I believe that innovating around sustainability requires a fundamental reframing of collaboration, foresight, and planning. Doing so may accelerate progress, even as Sveistrup highlights the challenge:
Sometimes, real change requires looking beyond what is realistic in the short term. The historian Arnold J. Toynbee perhaps this best when he wrote: “It is a paradoxical but profoundly true and important principle of life that the most likely way to reach a goal is to be aiming not at the goal itself but at some more ambitious goal beyond it.”
Let me be blunt: From my perspective, sustainability advocates often view a business’s profit incentive as a barrier to progress. This is misguided and short-sighted. By earning profits, companies act as a responsible steward of society’s resources including labor, capital, infrastructure, and financing. They seek future profits via continuous improvement and creative foresight. Sustainability advocates could achieve much more by dispensing with tactics that include hectoring businesses and threatening regulations and instead work collaboratively around product, service, and business model innovations. We can regenerate our cities through business innovations, especially if those innovations are designed to achieve sustainability by pulling us all toward the future, not just by switching energy sources. The best future is about innovation, not substitution. This is a moonshot worthy of our energy and passion.
Your take?
Am I on target? Would you change my call for innovation over substitution? Will doing so provide a better frame for businesses in regenerating our cities? Do you have examples? Please share your comments below or reach me at mark.dancer@n4bi.com.
Could businesses and activists create a greener world by shifting from a mindset that calls for doing less harm to one that calls for doing good? Yes, definitely. As a starting point consider the global position after the Paris Accords. Everybody made big promises to reduce carbon output, but the US did not put it through the US Senate. Several years later all other countries we significantly over their past carbon output, not down--except the US. The US carbon output dropped significantly. And it was nothing that the government planned or led. US natural gas boomed with the implementation of fracking, and it replaced coal for generating electricity. Definitely not what the activists asked for or planned. In fact, many detest fracking technology.

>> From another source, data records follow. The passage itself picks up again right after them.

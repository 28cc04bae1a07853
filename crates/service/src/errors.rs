use thiserror::Error;

use models::errors::ModelError;

#[derive(Debug, Error)]
pub enum ServiceError {
    #[error("validation error: {0}")]
    Validation(String),
    #[error("conflict: {0}")]
    Conflict(String),
    #[error("not found: {0}")]
    NotFound(String),
    #[error("database error: {0}")]
    Db(String),
}

impl ServiceError {
    pub fn not_found(entity: &str) -> Self {
        Self::NotFound(format!("{} not found", entity))
    }

    /// Short label used for metrics and error bodies.
    pub fn kind(&self) -> &'static str {
        match self {
            ServiceError::Validation(_) => "validation",
            ServiceError::Conflict(_) => "conflict",
            ServiceError::NotFound(_) => "not_found",
            ServiceError::Db(_) => "database",
        }
    }

    /// The human-readable part without the kind prefix.
    pub fn detail(&self) -> &str {
        match self {
            ServiceError::Validation(m)
            | ServiceError::Conflict(m)
            | ServiceError::NotFound(m)
            | ServiceError::Db(m) => m,
        }
    }
}

impl From<ModelError> for ServiceError {
    fn from(e: ModelError) -> Self {
        match e {
            ModelError::Validation(m) => ServiceError::Validation(m),
        }
    }
}
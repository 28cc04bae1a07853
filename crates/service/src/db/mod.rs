//! Helpers shared by the SeaORM repositories.

use sea_orm::{DbErr, SqlErr};

use crate::errors::ServiceError;

/// Primary-key or UNIQUE index violation reported by the driver.
pub fn is_unique_violation(e: &DbErr) -> bool {
    matches!(e.sql_err(), Some(SqlErr::UniqueConstraintViolation(_)))
        || e.to_string().contains("UNIQUE constraint failed")
}

/// Map a write error, turning uniqueness violations into `Conflict(msg)`.
pub fn map_write_err(e: DbErr, conflict_msg: &str) -> ServiceError {
    if is_unique_violation(&e) {
        ServiceError::Conflict(conflict_msg.to_string())
    } else {
        ServiceError::Db(e.to_string())
    }
}

pub fn map_db_err(e: DbErr) -> ServiceError {
    ServiceError::Db(e.to_string())
}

Sustainability is a good concept as it is future oriented. Unfortunately, many thinkers look at sustainability as an equilibrium, and look at resources as renewable or non-renewable. The earth and universe have many systems temporarily in static equilibrium, but the over-all trend is one of underlying change. In the energy sector, the long anticipated break-through is fusion energy. One would expect activiists to embrace the progress in nuclear fusin energy, but their mindset is fixed on a static equilibrium without room for progress.